Ghani, Rayid, Frauke Kreuter, Julia Lane, Adrianne Bradford, Alex Engler, Nicolas Guetta Jeanrenaud, Graham Henke, Daniela Hochfellner, Clayton Hunter, Brian Kim, Avishek Kumar, Jonathan Morgan, and Ridhima Sodhi. "ADA-KCMO-2018." Coleridge Initiative GitHub Repositories. 2018. https://github.com/Coleridge-Initiative/ada-kcmo-2018. [![DOI](https://zenodo.org/badge/119078858.svg)](https://zenodo.org/badge/latestdoi/119078858)

# Data Preparation for Machine Learning
----

## Python Setup
- Back to [Table of Contents](#Table-of-Contents)

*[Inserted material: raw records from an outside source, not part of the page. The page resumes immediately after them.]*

//! Command Line Interface (CLI) arguments.

use clap::Parser;
use std::path::PathBuf;

/// Powder reduction command line interface
#[derive(Clone, Debug, Parser)]
pub struct CommandLineArgs {
    /// Path to the reduction request (JSON)
    #[arg(long, env = "POWDER_REDUCTION_REQUEST")]
    pub request: PathBuf,
    /// Directory holding the raw run files
    #[arg(long, default_value = ".", env = "POWDER_REDUCTION_DATA_DIR")]
    pub data_dir: PathBuf,
    /// Number of workers reducing each run. More than one worker reduces chunks concurrently.
    #[arg(long, default_value_t = 1, env = "POWDER_REDUCTION_WORKERS")]
    pub workers: usize,
    /// Whether to use Rayon for execution of CPU-bound tasks.
    #[arg(long, default_value_t = false, env = "POWDER_REDUCTION_USE_RAYON")]
    pub use_rayon: bool,
    /// File to write Prometheus metrics to when the job finishes
    #[arg(long, env = "POWDER_REDUCTION_METRICS_FILE")]
    pub metrics_file: Option<PathBuf>,
    /// Log more detail; repeat for trace logging. `RUST_LOG` takes precedence.
    #[arg(short, long, action = clap::ArgAction::Count)]
    pub verbose: u8,
    /// Only log warnings and errors
    #[arg(short, long, default_value_t = false, conflicts_with = "verbose")]
    pub quiet: bool,
}

/// Returns parsed command line arguments.
pub fn parse() -> CommandLineArgs {
    CommandLineArgs::parse()
}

Before we begin, run the code cell below to initialize the libraries we'll be using in this assignment. We're already familiar with `numpy`, `pandas`, and `psycopg2` from previous tutorials. Here we'll also be using [`scikit-learn`](http://scikit-learn.org) to fit modeling.

In [None]:
%pylab inline
import pandas as pd
import psycopg2
from sqlalchemy import create_engine

In [None]:
db_name = "appliedda"
hostname = "10.10.2.10"
conn = psycopg2.connect(database=db_name, host = hostname) #database connection

## Creating Labels

Labels are the dependent variables, or *Y* variables, that we are trying to predict. In the machine learning framework, your labels are usually *binary*: true or false, encoded as 1 or 0. In this case, our label is whether an employer at least one year old is likely to disappear in the coming year. We need to pick our year of prediction. We will be looking back one year to see if this employer existed 1 year ago, and forward one year to see if the employer still exists one year from now. 
> For this example, let's use 2013 (Q1) as our reference year (year of prediction).

In [None]:
def generate_labels(year, db_name = db_name, hostname = hostname, overwrite = False):
    
    conn = psycopg2.connect(database=db_name, host = hostname) #database connection
    cursor = conn.cursor()
   
    sql_script="""
    -- First, let's make a list of the employers present at time t: Q1 of 2013

    DROP TABLE IF EXISTS ada_kcmo.labels_{year};
    CREATE TABLE ada_kcmo.labels_{year} AS
    SELECT CONCAT(a.ein, a.run, a.ui_acct) AS id
            , a.ein, a.run, a.ui_acct
            , case when b.flag = 1 then 0 else 1 end as label 
    FROM (
        SELECT x.ein, x.run, x.ui_acct
        FROM (
            SELECT ein, run, ui_acct
            FROM kcmo_lehd.mo_qcew_employers
            WHERE year = {year}
            AND qtr = 1
        ) AS x
        INNER JOIN (
            SELECT ein, run, ui_acct
            FROM kcmo_lehd.mo_qcew_employers
            WHERE year = {year}-1
            AND qtr = 1
        ) AS y
        ON x.ein = y.ein AND x.run = y.run AND x.ui_acct = y.ui_acct
    ) AS a
    LEFT JOIN (
        SELECT ein, run, ui_acct, 1 as flag 
        FROM kcmo_lehd.mo_qcew_employers
        WHERE year = {year}+1
        AND qtr = 1   
    ) AS b
    ON a.ein = b.ein AND a.run = b.run AND a.ui_acct = b.ui_acct;
    
    ALTER TABLE ada_kcmo.labels_{year} OWNER TO ada_kcmo_admin;

    COMMIT;

    """.format(year = year)
    
    # Let's check if the table already exists:
    cursor.execute('''
    SELECT * FROM information_schema.tables 
    WHERE table_name = 'labels_{year}' 
    AND table_schema = 'ada_kcmo';
    '''.format(year = year))
    # Let's write table if it does not exist (or if overwrite = True)
    if not(cursor.rowcount) or overwrite:
        cursor.execute(sql_script)
    
    cursor.close()
    
    df = pd.read_sql('SELECT * FROM ada_kcmo.labels_{}'.format(year), conn)  
    
    return df

In [None]:
df_labels = generate_labels(2013)

In [None]:
pd.crosstab(index = df_labels['label'], columns =  'count')

## Creating Features

Our features are our independent variables or predictors. Good features make machine learning systems effective. 
The better the features the easier it is the capture the structure of the data. You generate features using domain knowledge. In general, it is better to have more complex features and a simpler model rather than vice versa. Keeping the model simple makes it faster to train and easier to understand rather then extensively searching for the "right" model and "right" set of parameters. 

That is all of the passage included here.